[Stored data]
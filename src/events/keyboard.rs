use serde::{Deserialize, Serialize};
use std::fmt;

/// Код клавиши (evdev коды)
#[derive(Debug, Clone, Copy, PartialEq, Eq, Hash, Serialize, Deserialize)]
pub struct KeyCode(pub u16);

impl KeyCode {
    #[allow(dead_code)]
    pub fn new(code: u16) -> Self {
        Self(code)
    }

    pub fn value(&self) -> u16 {
        self.0
    }
}

impl fmt::Display for KeyCode {
    fn fmt(&self, f: &mut fmt::Formatter<'_>) -> fmt::Result {
        write!(f, "KEY_{}", self.0)
    }
}

// Биты маски модификаторов в протоколе оболочки
const MOD_CTRL: u32 = 1 << 0;
const MOD_ALT: u32 = 1 << 1;
const MOD_SHIFT: u32 = 1 << 2;
const MOD_SUPER: u32 = 1 << 3;

/// Модификаторы клавиш
#[derive(Debug, Clone, Copy, Default, PartialEq, Eq, Hash, Serialize, Deserialize)]
pub struct Modifiers {
    pub ctrl: bool,
    pub alt: bool,
    pub shift: bool,
    pub super_key: bool,
}

impl Modifiers {
    pub fn new() -> Self {
        Self::default()
    }

    #[allow(dead_code)]
    pub fn with_ctrl(mut self, ctrl: bool) -> Self {
        self.ctrl = ctrl;
        self
    }

    #[allow(dead_code)]
    pub fn with_shift(mut self, shift: bool) -> Self {
        self.shift = shift;
        self
    }

    #[allow(dead_code)]
    pub fn with_super(mut self, super_key: bool) -> Self {
        self.super_key = super_key;
        self
    }

    pub fn is_empty(&self) -> bool {
        !self.ctrl && !self.alt && !self.shift && !self.super_key
    }

    pub fn to_vec(&self) -> Vec<String> {
        let mut result = Vec::new();
        if self.ctrl { result.push("ctrl".to_string()); }
        if self.alt { result.push("alt".to_string()); }
        if self.shift { result.push("shift".to_string()); }
        if self.super_key { result.push("super".to_string()); }
        result
    }

    pub fn from_vec(modifiers: &[String]) -> Self {
        let mut result = Self::new();
        for modifier in modifiers {
            match modifier.as_str() {
                "ctrl" => result.ctrl = true,
                "alt" => result.alt = true,
                "shift" => result.shift = true,
                "super" => result.super_key = true,
                _ => {}
            }
        }
        result
    }

    /// Маска модификаторов в том виде, в котором её ждёт композитор
    pub fn mask(&self) -> u32 {
        let mut mask = 0;
        if self.ctrl { mask |= MOD_CTRL; }
        if self.alt { mask |= MOD_ALT; }
        if self.shift { mask |= MOD_SHIFT; }
        if self.super_key { mask |= MOD_SUPER; }
        mask
    }

    #[allow(dead_code)]
    pub fn from_mask(mask: u32) -> Self {
        Self {
            ctrl: mask & MOD_CTRL != 0,
            alt: mask & MOD_ALT != 0,
            shift: mask & MOD_SHIFT != 0,
            super_key: mask & MOD_SUPER != 0,
        }
    }
}

impl fmt::Display for Modifiers {
    fn fmt(&self, f: &mut fmt::Formatter<'_>) -> fmt::Result {
        let modifiers = self.to_vec();
        if modifiers.is_empty() {
            write!(f, "none")
        } else {
            write!(f, "{}", modifiers.join("+"))
        }
    }
}

/// Глобальная привязка клавиш, зарегистрированная в композиторе.
///
/// Снятия привязки нет: привязки живут столько же, сколько сессия.
#[derive(Debug, Clone, PartialEq, Eq)]
pub struct KeyBinding {
    pub id: u32,
    pub key_code: KeyCode,
    pub modifiers: Modifiers,
}

impl KeyBinding {
    pub fn new(id: u32, key_code: KeyCode, modifiers: Modifiers) -> Self {
        Self { id, key_code, modifiers }
    }

    /// Человекочитаемое имя сочетания, например "super+KEY_32"
    pub fn combination_id(&self) -> String {
        if self.modifiers.is_empty() {
            format!("{}", self.key_code)
        } else {
            format!("{}+{}", self.modifiers, self.key_code)
        }
    }
}

impl fmt::Display for KeyBinding {
    fn fmt(&self, f: &mut fmt::Formatter<'_>) -> fmt::Result {
        write!(f, "#{} {}", self.id, self.combination_id())
    }
}

#[cfg(test)]
mod tests {
    use super::*;

    #[test]
    fn test_modifiers_creation() {
        let modifiers = Modifiers::new()
            .with_ctrl(true)
            .with_shift(true);

        assert!(modifiers.ctrl);
        assert!(modifiers.shift);
        assert!(!modifiers.alt);
        assert!(!modifiers.super_key);
        assert!(!modifiers.is_empty());
    }

    #[test]
    fn test_modifiers_mask() {
        let modifiers = Modifiers::new().with_super(true).with_shift(true);
        assert_eq!(modifiers.mask(), MOD_SUPER | MOD_SHIFT);
        assert_eq!(Modifiers::from_mask(modifiers.mask()), modifiers);
        assert_eq!(Modifiers::new().mask(), 0);
    }

    #[test]
    fn test_key_binding_combination_id() {
        let plain = KeyBinding::new(1, KeyCode::new(42), Modifiers::new());
        let chord = KeyBinding::new(2, KeyCode::new(42), Modifiers::new().with_ctrl(true));

        assert_eq!(plain.combination_id(), "KEY_42");
        assert_eq!(chord.combination_id(), "ctrl+KEY_42");
    }
}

__What to do__
Each line above that includes the word "PartialEq" is to be copied.

__Your solution__
#[derive(Debug, Clone, Copy, PartialEq, Eq, Hash, Serialize, Deserialize)]
#[derive(Debug, Clone, Copy, Default, PartialEq, Eq, Hash, Serialize, Deserialize)]
#[derive(Debug, Clone, PartialEq, Eq)]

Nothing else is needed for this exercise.